§ Task prompt
Go through each line of the records below and count those with the word "permissions". Give only the count.
* * *
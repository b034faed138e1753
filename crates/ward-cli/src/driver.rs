//! Input loading: config files, C translation units, graph units.

use std::fs;
use std::path::Path;

use thiserror::Error;
use tracing::info;

use ward_callmap::{build_call_map, graph, map::merge_call_map, CallMap, ParsedUnit};
use ward_callmap::{CallMapUnitParseError, MultipleDefinitionsError};
use ward_config::ConfigError;
use ward_core::{Config, Entry};

use crate::args::Cli;

/// Fatal setup failures: everything that aborts before analysis starts.
#[derive(Debug, Error)]
pub enum SetupError {
    #[error("no translation units given")]
    NoInputs,
    #[error("cannot read '{path}': {source}")]
    Read {
        path: String,
        source: std::io::Error,
    },
    #[error("config '{path}': {source}")]
    Config {
        path: String,
        source: ConfigError,
    },
    #[error("cannot parse '{path}': {detail}")]
    Parse { path: String, detail: String },
    #[error(transparent)]
    CallMapUnit(#[from] CallMapUnitParseError),
    #[error(transparent)]
    MultipleDefinitions(#[from] MultipleDefinitionsError),
    #[error("cannot serialize call graph: {0}")]
    GraphDump(#[from] serde_json::Error),
}

/// Read and merge all `--config` files in order.
pub fn load_config(paths: &[std::path::PathBuf]) -> Result<Config, SetupError> {
    let mut config = Config::new();
    for path in paths {
        let display = path.display().to_string();
        let text = fs::read_to_string(path).map_err(|source| SetupError::Read {
            path: display.clone(),
            source,
        })?;
        let parsed = ward_config::parse_config(&text).map_err(|source| SetupError::Config {
            path: display,
            source,
        })?;
        config.merge(parsed);
    }
    Ok(config)
}

/// Parse every input into the merged whole-program call map.
///
/// `.json` inputs load as callmap graph units; everything else runs
/// through the preprocessor and the C parser.
pub fn load_call_map(cli: &Cli) -> Result<(CallMap, Vec<Entry>), SetupError> {
    if cli.inputs.is_empty() {
        return Err(SetupError::NoInputs);
    }

    let parser_config = parser_config(cli);
    let mut units = Vec::new();
    let mut graph_units = Vec::new();

    for path in &cli.inputs {
        let unit_path = path.display().to_string();
        if is_graph_unit(path) {
            let text = fs::read_to_string(path).map_err(|source| SetupError::Read {
                path: unit_path.clone(),
                source,
            })?;
            graph_units.push(graph::parse_unit(&unit_path, &text)?);
            continue;
        }

        info!(unit = %unit_path, "parsing translation unit");
        let parse = lang_c::driver::parse(&parser_config, path).map_err(|err| {
            SetupError::Parse {
                path: unit_path.clone(),
                detail: parse_error_text(err),
            }
        })?;
        units.push(ParsedUnit::new(unit_path, parse.unit, &parse.source));
    }

    let (mut map, warnings) = build_call_map(&units)?;
    for unit in graph_units {
        merge_call_map(&mut map, unit)?;
    }
    Ok((map, warnings))
}

/// The lang_c driver configuration: GNU flavor, user-selected
/// preprocessor, passthrough flags appended.
fn parser_config(cli: &Cli) -> lang_c::driver::Config {
    let mut config = lang_c::driver::Config::with_gcc();
    config.cpp_command = cli.preprocessor.clone();
    config
        .cpp_options
        .extend(cli.preprocessor_flags.iter().cloned());
    config
}

fn parse_error_text(err: lang_c::driver::Error) -> String {
    match err {
        lang_c::driver::Error::PreprocessorError(source) => {
            format!("preprocessor failed: {source}")
        }
        lang_c::driver::Error::SyntaxError(syntax) => syntax.to_string(),
    }
}

/// Does a path name a graph unit rather than C source?
pub fn is_graph_unit(path: &Path) -> bool {
    path.extension().is_some_and(|ext| ext == "json")
}

#[cfg(test)]
mod tests {
    use super::*;

    #[test]
    fn test_graph_unit_detection() {
        assert!(is_graph_unit(Path::new("dump.json")));
        assert!(!is_graph_unit(Path::new("a.c")));
        assert!(!is_graph_unit(Path::new("json")));
    }
}
//! Function identifiers.

use std::collections::hash_map::DefaultHasher;
use std::fmt;
use std::hash::{Hash, Hasher};

use ward_core::Pos;

/// Separator between a path prefix and a file-local function name.
pub const STATIC_SEPARATOR: char = '`';

/// A function identifier: name, name hash, and source position.
///
/// Equality and hashing use the name and its hash only — the position is
/// carried along for diagnostics but two references to the same function
/// from different places compare equal. The hash is always computed from
/// the *original* (unprefixed) name, so it survives static-name
/// disambiguation and stays consistent between prefixed definitions and
/// the renamed call sites that refer to them.
#[derive(Debug, Clone)]
pub struct FunId {
    pub name: String,
    pub hash: u64,
    pub pos: Pos,
}

impl FunId {
    pub fn new(name: impl Into<String>, pos: Pos) -> Self {
        let name = name.into();
        let hash = hash_original(&name);
        Self { name, hash, pos }
    }

    /// Identifier for a file-local function: `` path`name ``.
    pub fn file_local(path: &str, name: &str, pos: Pos) -> Self {
        Self::new(format!("{path}{STATIC_SEPARATOR}{name}"), pos)
    }

    /// The name without any static path prefix.
    pub fn base_name(&self) -> &str {
        base_name(&self.name)
    }

    /// The defining path for file-local functions, if any.
    pub fn static_path(&self) -> Option<&str> {
        self.name
            .rfind(STATIC_SEPARATOR)
            .map(|idx| &self.name[..idx])
    }

    /// Same identifier, different position (e.g. a call site).
    pub fn at(&self, pos: Pos) -> Self {
        Self {
            name: self.name.clone(),
            hash: self.hash,
            pos,
        }
    }
}

fn base_name(name: &str) -> &str {
    match name.rfind(STATIC_SEPARATOR) {
        Some(idx) => &name[idx + STATIC_SEPARATOR.len_utf8()..],
        None => name,
    }
}

fn hash_original(name: &str) -> u64 {
    let mut hasher = DefaultHasher::new();
    base_name(name).hash(&mut hasher);
    hasher.finish()
}

impl PartialEq for FunId {
    fn eq(&self, other: &Self) -> bool {
        self.hash == other.hash && self.name == other.name
    }
}

impl Eq for FunId {}

impl Hash for FunId {
    fn hash<H: Hasher>(&self, state: &mut H) {
        self.hash.hash(state);
        self.name.hash(state);
    }
}

impl fmt::Display for FunId {
    fn fmt(&self, f: &mut fmt::Formatter<'_>) -> fmt::Result {
        f.write_str(&self.name)
    }
}
//! Diagnostic formatting for the two output modes.

use ward_core::Entry;

use crate::args::OutputMode;

/// Opening text emitted before any entry, if the mode has one.
pub fn header(mode: OutputMode) -> Option<String> {
    match mode {
        OutputMode::Compiler => None,
        OutputMode::Html => Some("<html><body><ul>".to_string()),
    }
}

/// Format one entry, or `None` if the mode suppresses it (the compiler
/// mode skips progress notes).
pub fn format_entry(mode: OutputMode, entry: &Entry) -> Option<String> {
    match mode {
        OutputMode::Compiler => match entry {
            Entry::Note(..) => None,
            _ => Some(format!(
                "{}: {}: {}",
                entry.pos(),
                entry.kind(),
                entry.text()
            )),
        },
        OutputMode::Html => Some(format!(
            "<li class=\"{}\">{}: {}</li>",
            entry.kind(),
            entry.pos(),
            escape(entry.text())
        )),
    }
}

/// Closing text with the summary line; always emitted.
pub fn footer(mode: OutputMode, warnings: usize, errors: usize) -> String {
    let summary = format!("Warnings: {warnings}, Errors: {errors}");
    match mode {
        OutputMode::Compiler => summary,
        OutputMode::Html => format!("</ul><p>{summary}</p></body></html>"),
    }
}

fn escape(text: &str) -> String {
    let mut out = String::with_capacity(text.len());
    for c in text.chars() {
        match c {
            '&' => out.push_str("&amp;"),
            '<' => out.push_str("&lt;"),
            '>' => out.push_str("&gt;"),
            _ => out.push(c),
        }
    }
    out
}
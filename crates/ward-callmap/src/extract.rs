//! Extraction of `ward(action(permission))` attributes.
//!
//! Actions ride on GNU attribute syntax:
//!
//! ```c
//! void take_lock(void) __attribute__((ward(grant(lock))));
//! ```
//!
//! Only the `ward(...)` attribute is recognized; other attributes belong
//! to the compiler and are ignored. Inside `ward(...)` the grammar is
//! matched explicitly: each argument must be `action(identifier)` with a
//! known action keyword. Anything else produces a structural warning and
//! is skipped.

use lang_c::ast::{
    Attribute, Declaration, DeclarationSpecifier, Declarator, DeclaratorKind, Expression,
    Extension, FunctionDefinition,
};
use lang_c::span::Node;

use ward_core::{Action, ActionSet, Entry, PermName};

use crate::source_map::SourceMap;

/// The attribute name ward recognizes.
pub const ATTRIBUTE_NAME: &str = "ward";

/// Actions on a declaration: specifier attributes apply to every
/// declarator, declarator attributes add to them.
pub fn actions_of_declaration(
    decl: &Declaration,
    map: &SourceMap,
    warnings: &mut Vec<Entry>,
) -> ActionSet {
    let mut actions = ActionSet::new();
    collect_specifiers(&decl.specifiers, map, warnings, &mut actions);
    for init in &decl.declarators {
        collect_declarator(&init.node.declarator.node, map, warnings, &mut actions);
    }
    actions
}

/// Actions on a function definition (specifiers plus its declarator).
pub fn actions_of_definition(
    def: &FunctionDefinition,
    map: &SourceMap,
    warnings: &mut Vec<Entry>,
) -> ActionSet {
    let mut actions = ActionSet::new();
    collect_specifiers(&def.specifiers, map, warnings, &mut actions);
    collect_declarator(&def.declarator.node, map, warnings, &mut actions);
    actions
}

fn collect_specifiers(
    specifiers: &[Node<DeclarationSpecifier>],
    map: &SourceMap,
    warnings: &mut Vec<Entry>,
    actions: &mut ActionSet,
) {
    for specifier in specifiers {
        if let DeclarationSpecifier::Extension(extensions) = &specifier.node {
            collect_extensions(extensions, map, warnings, actions);
        }
    }
}

fn collect_declarator(
    declarator: &Declarator,
    map: &SourceMap,
    warnings: &mut Vec<Entry>,
    actions: &mut ActionSet,
) {
    collect_extensions(&declarator.extensions, map, warnings, actions);
    if let DeclaratorKind::Declarator(inner) = &declarator.kind.node {
        collect_declarator(&inner.node, map, warnings, actions);
    }
}

fn collect_extensions(
    extensions: &[Node<Extension>],
    map: &SourceMap,
    warnings: &mut Vec<Entry>,
    actions: &mut ActionSet,
) {
    for extension in extensions {
        if let Extension::Attribute(attribute) = &extension.node {
            if attribute.name.node == ATTRIBUTE_NAME {
                collect_ward_attribute(attribute, map, warnings, actions);
            }
        }
    }
}

fn collect_ward_attribute(
    attribute: &Attribute,
    map: &SourceMap,
    warnings: &mut Vec<Entry>,
    actions: &mut ActionSet,
) {
    if attribute.arguments.is_empty() {
        let pos = map.resolve(attribute.name.span.start);
        warnings.push(Entry::Warning(
            pos,
            "empty ward attribute; expected ward(action(permission))".into(),
        ));
        return;
    }
    for argument in &attribute.arguments {
        match parse_action(argument) {
            Ok(action) => {
                actions.insert(action);
            }
            Err(detail) => {
                let pos = map.resolve(argument.span.start);
                warnings.push(Entry::Warning(pos, detail));
            }
        }
    }
}

/// Match one `action(identifier)` argument.
fn parse_action(argument: &Node<Expression>) -> Result<Action, String> {
    let Expression::Call(call) = &argument.node else {
        return Err("malformed permission specifier; expected action(permission)".into());
    };
    let call = &call.node;

    let Expression::Identifier(keyword) = &call.callee.node else {
        return Err("malformed permission specifier; expected action(permission)".into());
    };
    let keyword = &keyword.node.name;

    let permission = match call.arguments.as_slice() {
        [argument] => match &argument.node {
            Expression::Identifier(id) => PermName::new(&id.node.name),
            _ => {
                return Err(format!(
                    "malformed permission specifier; expected an identifier in {keyword}(...)"
                ))
            }
        },
        _ => {
            return Err(format!(
                "malformed permission specifier; expected exactly one permission in {keyword}(...)"
            ))
        }
    };

    Action::from_keyword(keyword, permission)
        .ok_or_else(|| format!("unknown permission action '{keyword}'"))
}

#[cfg(test)]
mod tests {
    use super::*;
    use lang_c::ast::{CallExpression, Identifier};
    use lang_c::span::Span;

    fn node<T>(inner: T) -> Node<T> {
        Node::new(inner, Span::none())
    }

    fn ident_expr(name: &str) -> Node<Expression> {
        node(Expression::Identifier(Box::new(node(Identifier {
            name: name.to_string(),
        }))))
    }

    fn action_expr(keyword: &str, permission: &str) -> Node<Expression> {
        node(Expression::Call(Box::new(node(CallExpression {
            callee: Box::new(ident_expr(keyword)),
            arguments: vec![ident_expr(permission)],
        }))))
    }

    #[test]
    fn test_parse_known_actions() {
        for keyword in ["need", "use", "grant", "revoke", "deny", "waive"] {
            let action = parse_action(&action_expr(keyword, "lock")).unwrap();
            assert_eq!(action.keyword(), keyword);
            assert_eq!(action.name(), &PermName::new("lock"));
        }
    }

    #[test]
    fn test_unknown_action_is_rejected() {
        let err = parse_action(&action_expr("needs", "lock")).unwrap_err();
        assert!(err.contains("unknown permission action 'needs'"));
    }

    #[test]
    fn test_malformed_shapes_are_rejected() {
        // Bare identifier instead of action(permission).
        assert!(parse_action(&ident_expr("lock")).is_err());
        // Non-identifier permission argument.
        let call = node(Expression::Call(Box::new(node(CallExpression {
            callee: Box::new(ident_expr("need")),
            arguments: vec![action_expr("need", "lock")],
        }))));
        assert!(parse_action(&call).is_err());
    }

    #[test]
    fn test_attribute_collection_warns_and_continues() {
        let attribute = Attribute {
            name: node(ATTRIBUTE_NAME.to_string()),
            arguments: vec![action_expr("grant", "lock"), ident_expr("junk")],
        };
        let map = SourceMap::new("a.c", "");
        let mut warnings = Vec::new();
        let mut actions = ActionSet::new();
        collect_ward_attribute(&attribute, &map, &mut warnings, &mut actions);

        assert_eq!(actions.len(), 1);
        assert!(actions.contains(&Action::Grant(PermName::new("lock"))));
        assert_eq!(warnings.len(), 1);
        assert!(warnings[0].text().contains("malformed permission specifier"));
    }
}
//! The JSON call-graph format.
//!
//! `--action graph` dumps the call map as a JSON object mapping function
//! name to `{position, calls, permissions}`, where `calls` is the
//! recursive sum type `call | choice | sequence`:
//!
//! ```json
//! { "main": { "position": {"file": "a.c", "line": 3},
//!             "calls": {"sequence": [{"call": "take_lock"},
//!                        {"choice": [[{"call": "free_lock"}], []]}]},
//!             "permissions": ["need(lock)"] } }
//! ```
//!
//! The same format is accepted back as an analysis input unit. `calls`
//! is `null` for a declaration without a definition; a defined function
//! with no calls keeps an empty sequence, so reloading a dump analyzes
//! exactly the functions the original sources did.

use indexmap::IndexMap;
use serde::{Deserialize, Serialize};
use thiserror::Error;

use ward_core::{Action, ActionSet, Pos};

use crate::ident::FunId;
use crate::map::{CallMap, CallMapEntry};
use crate::tree::{CallSeq, CallTree};

/// Failure to load a callmap graph unit.
#[derive(Debug, Error)]
#[error("invalid callmap unit '{path}': {detail}")]
pub struct CallMapUnitParseError {
    pub path: String,
    pub detail: String,
}

/// `calls` in the graph format.
#[derive(Debug, Clone, PartialEq, Eq, Serialize, Deserialize)]
#[serde(rename_all = "lowercase")]
pub enum GraphCalls {
    Call(String),
    Choice(Vec<GraphCalls>, Vec<GraphCalls>),
    Sequence(Vec<GraphCalls>),
}

/// One function in the graph format. `calls` is `None` for a bare
/// declaration; a definition always carries a sequence, even an empty
/// one.
#[derive(Debug, Clone, PartialEq, Eq, Serialize, Deserialize)]
pub struct GraphEntry {
    pub position: Pos,
    pub calls: Option<GraphCalls>,
    pub permissions: Vec<String>,
}

/// Serialize a call map as the JSON graph document.
pub fn dump(map: &CallMap) -> serde_json::Result<String> {
    let graph: IndexMap<&str, GraphEntry> = map
        .iter()
        .map(|(id, entry)| (id.name.as_str(), entry_to_graph(entry)))
        .collect();
    let mut text = serde_json::to_string_pretty(&graph)?;
    text.push('\n');
    Ok(text)
}

/// Parse a graph document back into a call map.
pub fn parse_unit(path: &str, text: &str) -> Result<CallMap, CallMapUnitParseError> {
    let graph: IndexMap<String, GraphEntry> =
        serde_json::from_str(text).map_err(|err| CallMapUnitParseError {
            path: path.to_string(),
            detail: err.to_string(),
        })?;

    let mut map = CallMap::new();
    for (name, entry) in graph {
        let mut actions = ActionSet::new();
        for permission in &entry.permissions {
            let action: Action = permission.parse().map_err(|_| CallMapUnitParseError {
                path: path.to_string(),
                detail: format!("invalid permission action '{permission}' on '{name}'"),
            })?;
            actions.insert(action);
        }

        let body = entry
            .calls
            .as_ref()
            .map(|calls| graph_to_seq(calls, &entry.position));
        let id = FunId::new(name, entry.position.clone());
        map.insert(
            id,
            CallMapEntry {
                pos: entry.position.clone(),
                positions: vec![entry.position],
                body,
                actions,
            },
        );
    }
    Ok(map)
}

fn entry_to_graph(entry: &CallMapEntry) -> GraphEntry {
    let calls = entry
        .body
        .as_ref()
        .map(|body| GraphCalls::Sequence(seq_to_graph(body)));
    let mut permissions: Vec<String> = entry.actions.iter().map(|a| a.to_string()).collect();
    permissions.sort();
    GraphEntry {
        position: entry.pos.clone(),
        calls,
        permissions,
    }
}

fn seq_to_graph(seq: &CallSeq) -> Vec<GraphCalls> {
    seq.iter()
        .map(|tree| match tree {
            CallTree::Call(id) => GraphCalls::Call(id.name.clone()),
            CallTree::Choice(a, b) => GraphCalls::Choice(seq_to_graph(a), seq_to_graph(b)),
        })
        .collect()
}

/// Rebuild a call sequence; graph files carry no per-call positions, so
/// call sites borrow the owning function's position.
fn graph_to_seq(calls: &GraphCalls, owner: &Pos) -> CallSeq {
    let mut seq = CallSeq::new();
    push_graph(calls, owner, &mut seq);
    seq
}

fn push_graph(calls: &GraphCalls, owner: &Pos, out: &mut CallSeq) {
    match calls {
        GraphCalls::Call(name) => out.push(CallTree::Call(FunId::new(name.clone(), owner.clone()))),
        GraphCalls::Choice(a, b) => {
            let mut left = CallSeq::new();
            for item in a {
                push_graph(item, owner, &mut left);
            }
            let mut right = CallSeq::new();
            for item in b {
                push_graph(item, owner, &mut right);
            }
            out.push(CallTree::Choice(left, right));
        }
        GraphCalls::Sequence(items) => {
            for item in items {
                push_graph(item, owner, out);
            }
        }
    }
}
//! C ingest for ward.
//!
//! This crate turns parsed translation units (the `lang_c` AST) into the
//! whole-program call map the analysis runs on:
//!
//! - `ident` — function identifiers with static-name disambiguation
//! - `tree` — call trees and call sequences
//! - `source_map` — byte offsets to `path:line`, respecting `# line "file"`
//!   markers in preprocessed sources
//! - `extract` — `ward(action(permission))` attribute extraction
//! - `lower` — lowering of function bodies to call sequences
//! - `map` — name map and call map construction and merging
//! - `graph` — the JSON call-graph dump/input format

pub mod extract;
pub mod graph;
pub mod ident;
pub mod lower;
pub mod map;
pub mod source_map;
pub mod tree;

pub use graph::CallMapUnitParseError;
pub use ident::FunId;
pub use map::{build_call_map, CallMap, CallMapEntry, MultipleDefinitionsError, ParsedUnit};
pub use tree::{CallSeq, CallTree};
* * *
§ Exercise result
7